Back to the story. Innovation today? That's a different story. It has to so hard to innovate when you have 20 years of backwards compatibility affecting every single line of code you write, every product you release. Looking at the lashback from all the whiners about Windows XP SP2. Windows XP SP2, while far, far from perfect was a valient effort by Microsoft to improve the OS's security while affecting as few people as possible. Same with Windows 2003 Server.
Public response?
'My solitaire is broken, waaah'
Industry Response?
'My app that I wrote that relies on things that I should not have been doing anyhow doesn't work anymore, waaah'
Wait till they see the changes in Office 12. There are alot of nice things coming down the pipe, but the limiting factor hardly seems to be the technology anymore, more oft than not, it is keeping that pile of antiquated requirements so we don't break something that worked on NT 3.51.
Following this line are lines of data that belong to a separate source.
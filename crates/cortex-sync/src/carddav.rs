//! Generic CardDAV adapter (Nextcloud-style servers).
//!
//! The collection URL is computed from the server root and username; the
//! server supports sync-collection, so incremental pulls ride on the
//! collection-level sync-token.

use async_trait::async_trait;
use serde_json::Value;
use tracing::{info, warn};
use uuid::Uuid;

use crate::contact::{ChangeSet, Contact, ProviderKind, SyncProvider};
use crate::dav::{
    self, parse_multistatus, DavClient, AUTH_TIMEOUT, ITEM_TIMEOUT, REPORT_TIMEOUT,
};
use crate::error::{Result, SyncError};
use crate::vcard;

pub struct NextcloudProvider {
    dav: Option<DavClient>,
    base_url: Option<String>,
}

impl NextcloudProvider {
    pub fn new() -> Self {
        Self {
            dav: None,
            base_url: None,
        }
    }

    fn client(&self) -> Result<(&DavClient, &str)> {
        match (&self.dav, &self.base_url) {
            (Some(dav), Some(base)) => Ok((dav, base.as_str())),
            _ => Err(SyncError::NotAuthenticated),
        }
    }

    /// Current collection-level sync token via PROPFIND.
    async fn fetch_sync_token(&self) -> Result<Option<String>> {
        let (dav, base) = self.client()?;
        let (status, body) = dav
            .request(
                "PROPFIND",
                base,
                Some("0"),
                Some(dav::PROPFIND_SYNC_TOKEN.to_string()),
                "application/xml",
                AUTH_TIMEOUT,
            )
            .await?;
        if status != 207 {
            return Ok(None);
        }
        Ok(parse_multistatus(&body)?.sync_token)
    }

    fn entry_to_contact(entry: &crate::dav::DavEntry) -> Option<Contact> {
        let data = entry.address_data.as_deref()?;
        let mut contact = match vcard::parse(data) {
            Ok(contact) => contact,
            Err(e) => {
                warn!(error = %e, "skipping invalid vCard");
                return None;
            }
        };
        if let Some(uid) = vcard::extract_uid(data) {
            contact.nextcloud_uid = Some(uid);
        } else if let Some(href) = entry.href.as_deref() {
            contact.nextcloud_uid = Some(dav::uid_from_href(href, ".vcf"));
        }
        contact.sync_etag = entry.etag.clone();
        Some(contact)
    }
}

impl Default for NextcloudProvider {
    fn default() -> Self {
        Self::new()
    }
}

#[async_trait]
impl SyncProvider for NextcloudProvider {
    fn kind(&self) -> ProviderKind {
        ProviderKind::Nextcloud
    }

    async fn authenticate(&mut self, credentials: &Value) -> Result<()> {
        let server_url = required(credentials, "server_url")?;
        let username = required(credentials, "username")?;
        let password = required(credentials, "password")?;

        let base = format!(
            "{}/remote.php/dav/addressbooks/users/{}/contacts/",
            server_url.trim_end_matches('/'),
            username
        );
        let dav = DavClient::new(username, password);

        let (status, _) = dav
            .request("PROPFIND", &base, Some("0"), None, "application/xml", AUTH_TIMEOUT)
            .await?;
        if status == 401 {
            return Err(SyncError::Auth {
                provider: "nextcloud".into(),
            });
        }
        if !matches!(status, 200 | 207) {
            return Err(SyncError::Status {
                operation: "PROPFIND collection".into(),
                status,
            });
        }

        info!(collection = %base, "nextcloud authenticated");
        self.dav = Some(dav);
        self.base_url = Some(base);
        Ok(())
    }

    async fn pull_contacts(&self) -> Result<Vec<Contact>> {
        let (dav, base) = self.client()?;
        let (status, body) = dav
            .request(
                "REPORT",
                base,
                Some("1"),
                Some(dav::REPORT_ADDRESSBOOK_QUERY.to_string()),
                "application/xml",
                REPORT_TIMEOUT,
            )
            .await?;
        if status != 207 {
            return Err(SyncError::Status {
                operation: "REPORT addressbook-query".into(),
                status,
            });
        }

        let parsed = parse_multistatus(&body)?;
        Ok(parsed
            .entries
            .iter()
            .filter_map(Self::entry_to_contact)
            .collect())
    }

    async fn push_contact(&self, contact: &Contact) -> Result<String> {
        let (dav, base) = self.client()?;

        let uid = contact
            .nextcloud_uid
            .clone()
            .unwrap_or_else(|| Uuid::new_v4().to_string());
        let mut to_send = contact.clone();
        to_send.nextcloud_uid = Some(uid.clone());

        let card = vcard::serialize(&to_send, Some(ProviderKind::Nextcloud));
        let url = format!("{base}{uid}.vcf");
        let (status, _) = dav
            .request("PUT", &url, None, Some(card), "text/vcard", ITEM_TIMEOUT)
            .await?;

        if matches!(status, 200 | 201 | 204) {
            Ok(uid)
        } else {
            Err(SyncError::Status {
                operation: "PUT contact".into(),
                status,
            })
        }
    }

    async fn delete_contact(&self, uid: &str) -> Result<bool> {
        let (dav, base) = self.client()?;
        let url = format!("{base}{uid}.vcf");
        let (status, _) = dav
            .request("DELETE", &url, None, None, "text/vcard", ITEM_TIMEOUT)
            .await?;
        Ok(matches!(status, 200 | 204))
    }

    async fn changes_since(&self, sync_token: Option<&str>) -> Result<ChangeSet> {
        let Some(token) = sync_token else {
            // Initial sync: everything counts as created.
            let created = self.pull_contacts().await?;
            let sync_token = self.fetch_sync_token().await?;
            return Ok(ChangeSet {
                created,
                sync_token,
                ..Default::default()
            });
        };

        let (dav, base) = self.client()?;
        let (status, body) = dav
            .request(
                "REPORT",
                base,
                None,
                Some(dav::report_sync_collection(token)),
                "application/xml",
                REPORT_TIMEOUT,
            )
            .await?;
        if status != 207 {
            return Err(SyncError::Status {
                operation: "REPORT sync-collection".into(),
                status,
            });
        }

        let parsed = parse_multistatus(&body)?;
        let mut changes = ChangeSet {
            sync_token: parsed.sync_token.clone(),
            ..Default::default()
        };

        for entry in &parsed.entries {
            if entry.is_deleted() {
                if let Some(href) = entry.href.as_deref() {
                    changes.deleted.push(dav::uid_from_href(href, ".vcf"));
                }
            } else if let Some(contact) = Self::entry_to_contact(entry) {
                changes.created.push(contact);
            }
        }

        Ok(changes)
    }
}

fn required<'a>(credentials: &'a Value, key: &str) -> Result<&'a str> {
    credentials
        .get(key)
        .and_then(Value::as_str)
        .filter(|s| !s.is_empty())
        .ok_or_else(|| SyncError::MissingCredential(key.to_string()))
}

#[cfg(test)]
mod tests {
    use super::*;
    use serde_json::json;

    #[tokio::test]
    async fn missing_credentials_are_rejected() {
        let mut provider = NextcloudProvider::new();
        let err = provider
            .authenticate(&json!({"server_url": "https://cloud.example.org"}))
            .await
            .unwrap_err();
        assert!(matches!(err, SyncError::MissingCredential(_)));
        assert!(err.is_fatal());
    }

    #[tokio::test]
    async fn operations_require_authentication() {
        let provider = NextcloudProvider::new();
        assert!(matches!(
            provider.pull_contacts().await.unwrap_err(),
            SyncError::NotAuthenticated
        ));
    }
}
What does this have to do with today? Not alot. Is there an answer? Sure. I would like to see billg get up one day and decide Microsoft is so far off the path of what he wanted that he doesn't want to be there any more. Break out and start a brand new company. Hell, call it 'Harder than Microsoft' for all I care. And leave steveb where he is. It seems alot of the trouble Microsoft is in legally and morally many times comes from Steve's opinions, attitudes and actions. From what I can see of billg, he only wants to make the machine more what we want the machine to be, including helping provide the developers with what they need to accomplish it. billg has a passion for the technology. steveb has a passion for what Microsoft can provide him. I don't think steveb would care if Microsoft was a lumber yard, as long as they were the biggest most important lumber yard, so he could be important by association.
And now this is the person who is leading Microsoft. Microsoft who is in a position to more radically change the computer space than just about anyone else.